§ **To do**
The entries below should be transcribed in their entirety, exactly as written.

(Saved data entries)
//! Network side of every strategy.
//!
//! `Network` abstracts the transport for testability.
//! `HttpNetwork` performs real requests with reqwest.
//! `OfflineNetwork` fails every request, for exercising fallbacks.

use async_trait::async_trait;
use reqwest::header::{CACHE_CONTROL, PRAGMA};
use url::Url;

use crate::error::NetworkError;
use crate::request::{Headers, ProxyRequest, RequestMode};
use crate::response::{Response, ResponseKind};

/// Headers that describe a single connection and must not be forwarded.
const HOP_BY_HOP: &[&str] = &[
    "connection",
    "content-length",
    "host",
    "keep-alive",
    "proxy-connection",
    "proxy-authorization",
    "te",
    "trailer",
    "transfer-encoding",
    "upgrade",
];

/// Per-fetch transport options.
#[derive(Debug, Clone, Copy, Default, PartialEq, Eq)]
pub struct FetchOptions {
    /// Ask every intermediate cache to stay out of the way.
    pub bypass_cache: bool,
}

impl FetchOptions {
    pub fn no_store() -> Self {
        Self { bypass_cache: true }
    }
}

/// Transport used by the strategy executor and store population.
///
/// A non-2xx status is a successful fetch; only transport failures are errors.
#[cfg_attr(test, mockall::automock)]
#[async_trait]
pub trait Network: Send + Sync {
    async fn fetch(
        &self,
        request: &ProxyRequest,
        options: FetchOptions,
    ) -> Result<Response, NetworkError>;
}

/// reqwest-backed network.
pub struct HttpNetwork {
    http: reqwest::Client,
    origin: Url,
}

impl HttpNetwork {
    /// Create a network client. `origin` decides which responses are
    /// same-origin (`basic`) and which are cross-origin.
    pub fn new(origin: Url) -> Self {
        let http = reqwest::Client::builder()
            .user_agent(concat!("offline-proxy/", env!("CARGO_PKG_VERSION")))
            .build()
            .unwrap_or_default();
        Self { http, origin }
    }

    fn response_kind(&self, request: &ProxyRequest) -> ResponseKind {
        if request.is_same_origin(&self.origin) {
            ResponseKind::Basic
        } else if request.mode == RequestMode::NoCors {
            ResponseKind::Opaque
        } else {
            ResponseKind::Cors
        }
    }
}

fn is_hop_by_hop(name: &str) -> bool {
    HOP_BY_HOP.iter().any(|h| h.eq_ignore_ascii_case(name))
}

#[async_trait]
impl Network for HttpNetwork {
    async fn fetch(
        &self,
        request: &ProxyRequest,
        options: FetchOptions,
    ) -> Result<Response, NetworkError> {
        let mut builder = self
            .http
            .request(request.method.clone(), request.url.clone());
        for (name, value) in request.headers.iter() {
            if !is_hop_by_hop(name) {
                builder = builder.header(name, value);
            }
        }
        if options.bypass_cache {
            builder = builder
                .header(CACHE_CONTROL, "no-store")
                .header(PRAGMA, "no-cache");
        }
        if !request.body.is_empty() {
            builder = builder.body(request.body.clone());
        }

        let resp = builder.send().await?;
        let status = resp.status().as_u16();
        let final_url = resp.url().to_string();
        let headers: Headers = resp
            .headers()
            .iter()
            .filter(|(name, _)| !is_hop_by_hop(name.as_str()))
            .filter_map(|(name, value)| {
                value
                    .to_str()
                    .ok()
                    .map(|v| (name.as_str().to_string(), v.to_string()))
            })
            .collect();
        let body = resp.bytes().await?;

        Ok(Response {
            status,
            headers,
            body,
            kind: self.response_kind(request),
            url: Some(final_url),
            stored_at: None,
        })
    }
}

/// Network that is always unreachable.
pub struct OfflineNetwork;

#[async_trait]
impl Network for OfflineNetwork {
    async fn fetch(
        &self,
        _request: &ProxyRequest,
        _options: FetchOptions,
    ) -> Result<Response, NetworkError> {
        Err(NetworkError::Offline)
    }
}

#[cfg(test)]
mod tests {
    use super::*;

    #[test]
    fn test_hop_by_hop_filter() {
        assert!(is_hop_by_hop("Connection"));
        assert!(is_hop_by_hop("transfer-encoding"));
        assert!(!is_hop_by_hop("etag"));
        assert!(!is_hop_by_hop("content-type"));
    }

    #[test]
    fn test_response_kind_by_origin_and_mode() {
        let net = HttpNetwork::new(Url::parse("https://app.test/").unwrap());
        let same = ProxyRequest::get(Url::parse("https://app.test/a.js").unwrap());
        let cors = ProxyRequest::get(Url::parse("https://cdn.test/a.js").unwrap());
        let opaque = cors.clone().with_mode(RequestMode::NoCors);
        assert_eq!(net.response_kind(&same), ResponseKind::Basic);
        assert_eq!(net.response_kind(&cors), ResponseKind::Cors);
        assert_eq!(net.response_kind(&opaque), ResponseKind::Opaque);
    }

    #[tokio::test]
    async fn test_offline_network_always_fails() {
        let req = ProxyRequest::get(Url::parse("https://app.test/").unwrap());
        let err = OfflineNetwork
            .fetch(&req, FetchOptions::default())
            .await
            .unwrap_err();
        assert!(matches!(err, NetworkError::Offline));
    }

    #[tokio::test]
    async fn test_http_network_unreachable_host_is_transport_error() {
        // Port 9 (discard) on localhost is closed in test environments.
        let net = HttpNetwork::new(Url::parse("http://127.0.0.1:9/").unwrap());
        let req = ProxyRequest::get(Url::parse("http://127.0.0.1:9/index.html").unwrap());
        let err = net.fetch(&req, FetchOptions::no_store()).await.unwrap_err();
        assert!(matches!(err, NetworkError::Transport(_)));
    }
}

§ **Output for this exercise**
//! Network side of every strategy.
//!
//! `Network` abstracts the transport for testability.
//! `HttpNetwork` performs real requests with reqwest.
//! `OfflineNetwork` fails every request, for exercising fallbacks.

use async_trait::async_trait;
use reqwest::header::{CACHE_CONTROL, PRAGMA};
use url::Url;

use crate::error::NetworkError;
use crate::request::{Headers, ProxyRequest, RequestMode};
use crate::response::{Response, ResponseKind};

/// Headers that describe a single connection and must not be forwarded.
const HOP_BY_HOP: &[&str] = &[
    "connection",
    "content-length",
    "host",
    "keep-alive",
    "proxy-connection",
    "proxy-authorization",
    "te",
    "trailer",
    "transfer-encoding",
    "upgrade",
];

/// Per-fetch transport options.
#[derive(Debug, Clone, Copy, Default, PartialEq, Eq)]
pub struct FetchOptions {
    /// Ask every intermediate cache to stay out of the way.
    pub bypass_cache: bool,
}

impl FetchOptions {
    pub fn no_store() -> Self {
        Self { bypass_cache: true }
    }
}

/// Transport used by the strategy executor and store population.
///
/// A non-2xx status is a successful fetch; only transport failures are errors.
#[cfg_attr(test, mockall::automock)]
#[async_trait]
pub trait Network: Send + Sync {
    async fn fetch(
        &self,
        request: &ProxyRequest,
        options: FetchOptions,
    ) -> Result<Response, NetworkError>;
}

/// reqwest-backed network.
pub struct HttpNetwork {
    http: reqwest::Client,
    origin: Url,
}

impl HttpNetwork {
    /// Create a network client. `origin` decides which responses are
    /// same-origin (`basic`) and which are cross-origin.
    pub fn new(origin: Url) -> Self {
        let http = reqwest::Client::builder()
            .user_agent(concat!("offline-proxy/", env!("CARGO_PKG_VERSION")))
            .build()
            .unwrap_or_default();
        Self { http, origin }
    }

    fn response_kind(&self, request: &ProxyRequest) -> ResponseKind {
        if request.is_same_origin(&self.origin) {
            ResponseKind::Basic
        } else if request.mode == RequestMode::NoCors {
            ResponseKind::Opaque
        } else {
            ResponseKind::Cors
        }
    }
}

fn is_hop_by_hop(name: &str) -> bool {
    HOP_BY_HOP.iter().any(|h| h.eq_ignore_ascii_case(name))
}

#[async_trait]
impl Network for HttpNetwork {
    async fn fetch(
        &self,
        request: &ProxyRequest,
        options: FetchOptions,
    ) -> Result<Response, NetworkError> {
        let mut builder = self
            .http
            .request(request.method.clone(), request.url.clone());
        for (name, value) in request.headers.iter() {
            if !is_hop_by_hop(name) {
                builder = builder.header(name, value);
            }
        }
        if options.bypass_cache {
            builder = builder
                .header(CACHE_CONTROL, "no-store")
                .header(PRAGMA, "no-cache");
        }
        if !request.body.is_empty() {
            builder = builder.body(request.body.clone());
        }

        let resp = builder.send().await?;
        let status = resp.status().as_u16();
        let final_url = resp.url().to_string();
        let headers: Headers = resp
            .headers()
            .iter()
            .filter(|(name, _)| !is_hop_by_hop(name.as_str()))
            .filter_map(|(name, value)| {
                value
                    .to_str()
                    .ok()
                    .map(|v| (name.as_str().to_string(), v.to_string()))
            })
            .collect();
        let body = resp.bytes().await?;

        Ok(Response {
            status,
            headers,
            body,
            kind: self.response_kind(request),
            url: Some(final_url),
            stored_at: None,
        })
    }
}

/// Network that is always unreachable.
pub struct OfflineNetwork;

#[async_trait]
impl Network for OfflineNetwork {
    async fn fetch(
        &self,
        _request: &ProxyRequest,
        _options: FetchOptions,
    ) -> Result<Response, NetworkError> {
        Err(NetworkError::Offline)
    }
}

#[cfg(test)]
mod tests {
    use super::*;

    #[test]
    fn test_hop_by_hop_filter() {
        assert!(is_hop_by_hop("Connection"));
        assert!(is_hop_by_hop("transfer-encoding"));
        assert!(!is_hop_by_hop("etag"));
        assert!(!is_hop_by_hop("content-type"));
    }

    #[test]
    fn test_response_kind_by_origin_and_mode() {
        let net = HttpNetwork::new(Url::parse("https://app.test/").unwrap());
        let same = ProxyRequest::get(Url::parse("https://app.test/a.js").unwrap());
        let cors = ProxyRequest::get(Url::parse("https://cdn.test/a.js").unwrap());
        let opaque = cors.clone().with_mode(RequestMode::NoCors);
        assert_eq!(net.response_kind(&same), ResponseKind::Basic);
        assert_eq!(net.response_kind(&cors), ResponseKind::Cors);
        assert_eq!(net.response_kind(&opaque), ResponseKind::Opaque);
    }

    #[tokio::test]
    async fn test_offline_network_always_fails() {
        let req = ProxyRequest::get(Url::parse("https://app.test/").unwrap());
        let err = OfflineNetwork
            .fetch(&req, FetchOptions::default())
            .await
            .unwrap_err();
        assert!(matches!(err, NetworkError::Offline));
    }

    #[tokio::test]
    async fn test_http_network_unreachable_host_is_transport_error() {
        // Port 9 (discard) on localhost is closed in test environments.
        let net = HttpNetwork::new(Url::parse("http://127.0.0.1:9/").unwrap());
        let req = ProxyRequest::get(Url::parse("http://127.0.0.1:9/index.html").unwrap());
        let err = net.fetch(&req, FetchOptions::no_store()).await.unwrap_err();
        assert!(matches!(err, NetworkError::Transport(_)));
    }
}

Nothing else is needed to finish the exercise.